The four primitives compute the coupling math. K(x) = x/(1+x) is the coupling function. R(x) = 1/(1+1/x) is the synchronization function. They are duals — K(R(x)) = R(K(x)) = x/(2+x).
K(1.868)
That's evaluating an expression. K of the coupling ceiling (K_c = 1.868, which is 256α). Try changing the argument.
Two ways to bind values: top-level assignment with =, or scoped let … in. Let-bindings stay local to their body. Top-level assigns persist.
x = 0.618 K(x) + R(x)
let x = 0.618 in let k = K(x) in let r = R(x) in k + r
The two programs compute the same value. Pick whichever reads cleaner for the problem.

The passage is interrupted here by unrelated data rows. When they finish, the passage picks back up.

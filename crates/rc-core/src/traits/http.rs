//! HTTP access for downloads and local status endpoints

use async_trait::async_trait;
use std::path::Path;

use crate::error::HttpError;

/// Minimal HTTP client used by the provisioning steps
#[async_trait]
pub trait HttpClient: Send + Sync {
    /// GET `url` and return the body as text
    async fn get_text(&self, url: &str) -> Result<String, HttpError>;

    /// GET `url` and write the body to `dest`
    async fn download(&self, url: &str, dest: &Path) -> Result<(), HttpError>;
}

if … then … else … is an expression, not a statement. It evaluates to one branch or the other. The result can be assigned, returned, passed as an argument.
x = 1.868 if K(x) > INV_PHI then "above coherence threshold" else "below threshold"
The classic threshold check. INV_PHI = 0.618 = 1/φ — the natural operating point of life-like systems (heart, brain, flock).
Named functions are defined with fn name(args) = body. Functions are values; once defined they can be passed, stored, called.
fn coupling_score(x) = K(x) * 100 coupling_score(0.618)
Functions close over their environment. They can use any variable that's in scope at the point of definition.
scale = 100 fn pct(x) = K(x) * scale pct(1.868)
For short, inline use — fn(x) = expr is an anonymous function. Useful when you don't want to name the helper.
map(fn(x) = K(x) * 100, [0.5, 1.0, 1.618, 1.868])
Lists are written with brackets. map, filter, reduce work as you'd expect — they take a function and a list.
oscillators = [0.3, 0.618, 1.0, 1.618, 1.868] # Apply K to each ks = map(K, oscillators) # Keep only the ones above 1/phi locked = filter(fn(x) = x > INV_PHI, ks) # Average them mean(locked)
Programs are sequences of statements; only the last expression's value is the result. Use print if you want to see intermediate values.
Functions can call themselves. Use it for iteration over structure (factorial, fibonacci, repeated application).
fn fact(n) = if n < 2 then 1 else n * fact(n - 1) fact(10)
A general iteration combinator — apply f to x, n times:
fn iterate(f, x, n) = if n == 0 then x else iterate(f, f(x), n - 1) # Apply K five times to 1.0 iterate(K, 1.0, 5)
Result: 1/6. Apply K repeatedly and it stairsteps down toward zero — coupling decays unless something feeds it.
Kuramoto's R is the canonical sync measure. Given a set of phases, R measures how aligned they are. R = 1 means all phases identical. R = 0 means uniformly scattered.
# Synced phases sync = kuramoto_R([0, 0.1, -0.05, 0.08, -0.03]) # Uniformly scattered scatter = kuramoto_R([0, pi/2, pi, 3*pi/2]) [sync, scatter]
A small classifier: take a list of oscillators, label each as locked or free based on its coupling, return the locked fraction.
fn is_locked(x) = K(x) > INV_PHI fn locked_fraction(xs) = let n = length(xs) in let locked = filter(is_locked, xs) in length(locked) / n oscillators = [0.2, 0.5, 0.8, 1.0, 1.3, 1.618, 1.868, 2.0] locked_fraction(oscillators)
You've covered the language. The remaining shape is just — combine these moves on bigger problems.